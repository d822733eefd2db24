use crate::domain::lead::{Lead, SearchFilters};

/// Keeps a lead only when every active criterion matches. Empty strings,
/// false flags and a zero min_score are inactive criteria.
pub fn apply_filters(leads: &[Lead], filters: &SearchFilters) -> Vec<Lead> {
    leads
        .iter()
        .filter(|lead| matches(lead, filters))
        .cloned()
        .collect()
}

fn matches(lead: &Lead, filters: &SearchFilters) -> bool {
    if !filters.industry.is_empty() && !contains_ci(&lead.industry, &filters.industry) {
        return false;
    }
    if !filters.location.is_empty() && !contains_ci(&lead.location, &filters.location) {
        return false;
    }
    if !filters.company_name.is_empty() && !contains_ci(&lead.company_name, &filters.company_name) {
        return false;
    }
    if !filters.keywords.is_empty() {
        let in_description = lead
            .description
            .as_deref()
            .map(|d| contains_ci(d, &filters.keywords))
            .unwrap_or(false);
        if !in_description && !contains_ci(&lead.company_name, &filters.keywords) {
            return false;
        }
    }
    if filters.min_score > 0 && lead.score < filters.min_score {
        return false;
    }
    if filters.has_email && lead.email.is_none() {
        return false;
    }
    if filters.has_phone && lead.phone.is_none() {
        return false;
    }
    if filters.has_website && lead.website.is_none() {
        return false;
    }

    filters.company_size.contains(lead.employee_count)
}

fn contains_ci(haystack: &str, needle: &str) -> bool {
    haystack.to_lowercase().contains(&needle.to_lowercase())
}

#[cfg(test)]
mod tests {
    use chrono::Utc;

    use super::*;
    use crate::domain::lead::CompanySize;

    fn lead(company_name: &str, industry: &str, location: &str, score: u8) -> Lead {
        let now = Utc::now();
        Lead {
            id: format!("lead-{}", company_name.to_lowercase().replace(' ', "-")),
            company_name: company_name.to_string(),
            industry: industry.to_string(),
            location: location.to_string(),
            address: None,
            email: None,
            phone: None,
            website: None,
            linkedin_url: None,
            bbb_rating: None,
            score,
            employee_count: None,
            revenue: None,
            description: None,
            last_activity: None,
            contact_person: None,
            contact_title: None,
            is_valid_email: None,
            is_valid_phone: None,
            tags: None,
            notes: None,
            created_at: now,
            updated_at: now,
        }
    }

    fn sample() -> Vec<Lead> {
        let mut acme = lead("Acme Inc", "Technology", "Austin, TX, USA", 82);
        acme.email = Some("a@acme.com".to_string());
        acme.website = Some("https://acme.com".to_string());
        acme.description = Some("Acme builds industrial cloud tooling.".to_string());
        acme.employee_count = Some(120);

        let mut bolt = lead("Bolt Retailers", "Retail", "Berlin, Germany", 55);
        bolt.phone = Some("+49-123-4567890".to_string());
        bolt.employee_count = Some(30);

        let mut cirrus = lead("Cirrus Health", "Healthcare", "Toronto, ON, Canada", 82);
        cirrus.email = Some("hello@cirrus.co".to_string());
        cirrus.employee_count = Some(800);

        vec![acme, bolt, cirrus]
    }

    #[test]
    fn default_filters_keep_everything() {
        let leads = sample();
        let filtered = apply_filters(&leads, &SearchFilters::default());

        assert_eq!(filtered, leads);
    }

    #[test]
    fn industry_substring_is_case_insensitive() {
        let leads = sample();
        let filters = SearchFilters {
            industry: "tech".to_string(),
            ..Default::default()
        };

        let filtered = apply_filters(&leads, &filters);
        assert_eq!(filtered.len(), 1);
        assert_eq!(filtered[0].company_name, "Acme Inc");
    }

    #[test]
    fn keywords_match_description_or_company_name() {
        let leads = sample();

        let by_description = apply_filters(
            &leads,
            &SearchFilters {
                keywords: "industrial".to_string(),
                ..Default::default()
            },
        );
        assert_eq!(by_description.len(), 1);
        assert_eq!(by_description[0].company_name, "Acme Inc");

        let by_name = apply_filters(
            &leads,
            &SearchFilters {
                keywords: "retailers".to_string(),
                ..Default::default()
            },
        );
        assert_eq!(by_name.len(), 1);
        assert_eq!(by_name[0].company_name, "Bolt Retailers");
    }

    #[test]
    fn criteria_combine_as_conjunction() {
        let leads = sample();
        let filters = SearchFilters {
            min_score: 80,
            has_email: true,
            location: "canada".to_string(),
            ..Default::default()
        };

        let filtered = apply_filters(&leads, &filters);
        assert_eq!(filtered.len(), 1);
        assert_eq!(filtered[0].company_name, "Cirrus Health");
    }

    #[test]
    fn min_score_boundary_is_inclusive() {
        let leads = vec![
            lead("At Threshold", "Technology", "Austin, TX", 70),
            lead("One Below", "Technology", "Austin, TX", 69),
        ];
        let filters = SearchFilters {
            min_score: 70,
            ..Default::default()
        };

        let filtered = apply_filters(&leads, &filters);
        assert_eq!(filtered.len(), 1);
        assert_eq!(filtered[0].company_name, "At Threshold");
    }

    #[test]
    fn contact_channel_flags_require_presence() {
        let leads = sample();
        let filters = SearchFilters {
            has_phone: true,
            ..Default::default()
        };

        let filtered = apply_filters(&leads, &filters);
        assert_eq!(filtered.len(), 1);
        assert_eq!(filtered[0].company_name, "Bolt Retailers");
    }

    #[test]
    fn company_size_bracket_selects_medium() {
        let mut leads = vec![
            lead("Tiny", "Technology", "Austin, TX", 50),
            lead("Small", "Technology", "Austin, TX", 50),
            lead("Mid", "Technology", "Austin, TX", 50),
            lead("Big", "Technology", "Austin, TX", 50),
        ];
        leads[0].employee_count = Some(5);
        leads[1].employee_count = Some(30);
        leads[2].employee_count = Some(100);
        leads[3].employee_count = Some(1000);

        let filters = SearchFilters {
            company_size: CompanySize::Medium,
            ..Default::default()
        };

        let filtered = apply_filters(&leads, &filters);
        assert_eq!(filtered.len(), 1);
        assert_eq!(filtered[0].employee_count, Some(100));
    }

    #[test]
    fn filtering_is_idempotent() {
        let leads = sample();
        let filters = SearchFilters {
            min_score: 60,
            has_email: true,
            ..Default::default()
        };

        let once = apply_filters(&leads, &filters);
        let twice = apply_filters(&once, &filters);
        assert_eq!(once, twice);
    }
}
* * *
What you are asked to do:
List the lines of the entries that include "needle".

Result of the task:
fn contains_ci(haystack: &str, needle: &str) -> bool {
    haystack.to_lowercase().contains(&needle.to_lowercase())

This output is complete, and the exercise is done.